Понятно, всё это меня испугало и огорчило. 4-го числа я сно-ва был в военкомате и добился вторичного разговора с призывной комиссией. Я захватил с собою свидетельство о рождении, справки Союза писателей об эвакуации из Москвы, профбилет Марины Ивановны – всё документы, свидетельствующие о том, что я – действительно советский человек и в Ташкенте очутился не случайно. Я сказал комиссии, что не моя вина, что я родился и жил за границей и что у меня арестованы близкие, говорил, что хочу поступить в артучилище и защищать родину. Члены комиссии выслушали всё, что я им сообщил, и тут один из них сказал мне: «Вы говорите, что хотите защищать родину. В училище мы вас направить не можем никак; эта возможность исключена. Что бы вы сказали, если бы мы вам предложили пойти просто в армию?» Я сообразил, что все-таки лучше быть рядовым в тылу, чем рядовым на фронте, и ответил уклончиво, что я бы хотел в училище, а дело решает комиссия. Посовещавшись минут 10, комиссия вызвала меня и сообщила: «Решение призывной комиссии остается прежним». Вот и всё (…)

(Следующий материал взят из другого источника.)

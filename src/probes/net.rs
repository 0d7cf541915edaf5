//! Network probe chain
//!
//! Composes the transport-layer probes into the reachability signals the
//! strategies consume. The SERVER verdict computes socket, ping, and
//! auxiliary ICMP signals for diagnostic logging, but the authoritative
//! result is the HTTP probe alone - lower-layer reachability without a
//! responding application is still an outage.

use std::time::{Duration, Instant};

use tokio::net::TcpStream;
use tokio::time::timeout;
use tracing::{debug, instrument, trace};

use super::http::http_probe;
use super::icmp::{self, icmp_probe, ping_once, system_ping};

/// Echo attempts per ping probe; the total timeout budget is divided
/// evenly across them.
pub const PING_ATTEMPTS: u32 = 3;

/// Pause after a successful echo before the next attempt.
const INTER_ATTEMPT_PAUSE: Duration = Duration::from_millis(700);

/// Plain TCP connect check. No retries.
pub async fn check_socket_connectivity(host: &str, port: u16, timeout_secs: f64) -> bool {
    let budget = Duration::from_secs_f64(timeout_secs);

    match timeout(budget, TcpStream::connect((host, port))).await {
        Ok(Ok(_stream)) => true,
        Ok(Err(e)) => {
            debug!("{host}:{port}: connect failed: {e}");
            false
        }
        Err(_) => {
            debug!("{host}:{port}: connect timed out");
            false
        }
    }
}

/// Multi-attempt raw ICMP ping.
///
/// Resolves the host once, divides the timeout budget evenly across
/// [`PING_ATTEMPTS`] echo requests (sequence numbers increase per attempt),
/// and succeeds when any attempt sees its reply. After a successful attempt
/// the prober pauses up to 700ms (capped by the remaining budget) to avoid
/// flooding the target. Raw-socket errors - privilege above all - switch to
/// the platform ping utility instead of failing the probe.
#[instrument(skip(timeout_secs))]
pub async fn ping_probe(host: &str, timeout_secs: f64) -> bool {
    let Some(dest) = icmp::resolve_host(host).await else {
        debug!("ping probe: could not resolve {host}");
        return false;
    };

    let total = Duration::from_secs_f64(timeout_secs);
    let per_attempt = total / PING_ATTEMPTS;
    let started = Instant::now();

    let mut reachable = false;

    for attempt in 0..PING_ATTEMPTS {
        let sequence = 1 + attempt as u16;

        match ping_once(dest, sequence, per_attempt).await {
            Ok(Some(rtt)) => {
                trace!("{host}: echo {sequence} answered in {rtt:?}");
                reachable = true;

                // pace successful echoes, bounded by what is left of the budget
                if attempt + 1 < PING_ATTEMPTS {
                    let remaining = total.saturating_sub(started.elapsed());
                    let pause = INTER_ATTEMPT_PAUSE.min(remaining);
                    if !pause.is_zero() {
                        tokio::time::sleep(pause).await;
                    }
                }
            }
            Ok(None) => {
                trace!("{host}: echo {sequence} timed out");
            }
            Err(e) => {
                debug!("{host}: raw socket unavailable ({e}), using system ping");
                return system_ping(host, timeout_secs).await;
            }
        }
    }

    reachable
}

/// Composite SERVER check.
///
/// `suffix` is the path/query remainder of the parsed address, appended
/// verbatim behind the root slash. Socket, ping, and one-shot ICMP results
/// are diagnostics only; the HTTP GET of the reconstructed URL decides.
#[instrument(skip(timeout_secs))]
pub async fn server_check(
    scheme: &str,
    host: &str,
    port: u16,
    suffix: &str,
    timeout_secs: f64,
) -> bool {
    let socket_ok = check_socket_connectivity(host, port, timeout_secs).await;
    let ping_ok = ping_probe(host, timeout_secs).await;
    let icmp_ok = icmp_probe(host, timeout_secs).await;

    debug!("{host}:{port}: socket={socket_ok} ping={ping_ok} icmp={icmp_ok}");

    let url = format!("{scheme}://{host}:{port}/{suffix}");
    let http_ok = http_probe(&url, timeout_secs).await;

    trace!("{url}: http={http_ok} (authoritative)");

    http_ok
}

Вся ужасная моя трагедия заключается в том, что в эти ответственнейшие, решающие дни моей жизни я был совершенно и окончательно одинок. Около меня не нашлось ни одного человека, голос которого был бы достаточно авторитетен, чтобы я внял ему без колебаний, чтобы те советы, которые мне этот человек дал бы, были мною восприняты как безусловно бесспорные и послужили руководством.

А так ещё недавно, когда он досадовал на свою «несвободу» и «связанность», ему казалось, что если бы он был один, – всегда твёрдо знал бы, как поступать. Он ещё не мог представить себе, как плохо человеку без такой «несвободы»…О своём позднем прозрении он в это самое время с болью писал Але (это письмо будет приведено дальше)

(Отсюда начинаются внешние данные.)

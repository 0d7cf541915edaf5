use std::sync::Arc;

use async_trait::async_trait;
use clap::Parser;
use tracing::{error, info, level_filters::LevelFilter, trace, warn};
use tracing_subscriber::{filter, layer::SubscriberExt, util::SubscriberInitExt};
use vigil::sinks::{Notifier, RowSink, TracingEventLog};
use vigil::{EventSinks, NotificationMessage, Scheduler, StrategyRegistry, read_config_file};

#[derive(Debug, Clone, Parser)]
struct Args {
    /// Config file
    #[arg(short)]
    file: String,
}

fn init() {
    let filter = filter::Targets::new().with_targets(vec![
        ("vigil", LevelFilter::TRACE),
        ("hub", LevelFilter::TRACE),
    ]);
    tracing_subscriber::registry()
        .with(
            tracing_subscriber::fmt::layer()
                .with_writer(std::io::stderr)
                .compact()
                .with_ansi(false),
        )
        .with(filter)
        .init();
}

/// Row sink printing one semicolon-separated line per cycle.
struct StdoutRowSink;

impl RowSink for StdoutRowSink {
    fn append_row(&self, columns: &[String], _monitor_name: &str) -> anyhow::Result<()> {
        println!("{}", columns.join(";"));
        Ok(())
    }
}

/// Notifier that logs instead of mailing; the mail transport lives
/// outside this binary.
struct LogNotifier;

#[async_trait]
impl Notifier for LogNotifier {
    async fn dispatch(&self, notification: &NotificationMessage) -> anyhow::Result<()> {
        info!(
            subject = %notification.subject,
            recipients = ?notification.recipients,
            "{}",
            notification.body
        );
        Ok(())
    }
}

#[tokio::main]
async fn main() -> anyhow::Result<()> {
    dotenv::dotenv().ok();
    init();
    let args = Args::parse();
    trace!("started with args: {args:?}");

    let config = read_config_file(&args.file)?;
    let monitors = config.monitors.unwrap_or_default();

    // drop entries with unknown kinds instead of refusing the whole file
    let registry = StrategyRegistry::default();
    let monitors: Vec<_> = monitors
        .into_iter()
        .filter(|monitor| match registry.resolve(&monitor.kind) {
            Ok(_) => true,
            Err(e) => {
                warn!(monitor = %monitor.name, "{e}, dropping monitor");
                false
            }
        })
        .collect();

    if monitors.is_empty() {
        warn!("no usable monitors configured");
    }

    let scheduler = Arc::new(Scheduler::new(EventSinks {
        log: Arc::new(TracingEventLog),
        rows: Arc::new(StdoutRowSink),
        notifier: Arc::new(LogNotifier),
        observer: None,
    }));

    if let Err(e) = scheduler.start(monitors) {
        error!("failed to start scheduler: {e}");
        return Err(e.into());
    }

    info!("monitoring started, press ctrl-c to stop");
    tokio::signal::ctrl_c().await?;

    info!("shutting down");
    scheduler.stop().await;

    Ok(())
}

Около меня не нашлось ни одного человека, который, взяв меня за обе руки, внятно произнес бы мне: «Жизнь – впереди, война – кончится; не горюй, ничто не вечно, трудности закалят тебя, всё идет к лучшему; терпение, терпение, всё для тебя впереди, всё еще будет».

Поразительно похоже звучит желание услышать от чуткого, искренне сочувствующего человека такие слова в очень давнем письме молодой Марины (после смерти от голода в красноармейском приюте младшей дочки Ирины): «С людьми мне сейчас плохо, никто меня не любит, никто – просто – в упор – не жалеет (…) Мне сейчас нужно, чтобы кто-нибудь в меня поверил, сказал: «А всё-таки Вы хорошая – не плачьте – Серёжа жив – Вы с ним увидитесь – у Вас будет сын, всё ещё будет хорошо.» (Вере Звягинцевой, 1920 г.)

Мур и сам не знал, как во многом они похожи…

Ты видишь, я знаю эти слова; они мне были очень нужны, но никто их не произнес, и вокруг меня был тот же человеческий хаос, что и вокруг Марины Ивановны в месяцы отъезда из Москвы и жизни в Татарии (…) Я был один с сознанием, что мне предстоит нечто очень страшное и незаслуженное, один с сознанием того, что прои-зош¬ло нечто неотвратимое. Я думал о том, что с моим отъездом нашу семью окончательно раскассировали, окончательно с ней расправились, и меня, роковым образом, постигло то, чего я так боялся, ненавидел и старался избежать: злая, чуждая, оскаленная «низовка” – низовка тяжелого труда, дикости, грубости, низовка страшной отдаленности от всего того, что я любил и чем жил. Прощай, музыка, прощай, литература, прощай, образование: завод, полевые работы, грубость и вонь, грязь и глупость – вот теперь мой удел. И я даже не знаю, так ли я собрался в дорогу, как надо, не знаю, смогу ли писать, куда пошлют – и на что. Если бы ты был около меня, то всё было бы по-иному, тебе я поверил бы, тебя бы послушался; ты – мой друг, и тебя в эти подлинно трагические для меня дни, тебя-то мне очень недоставало.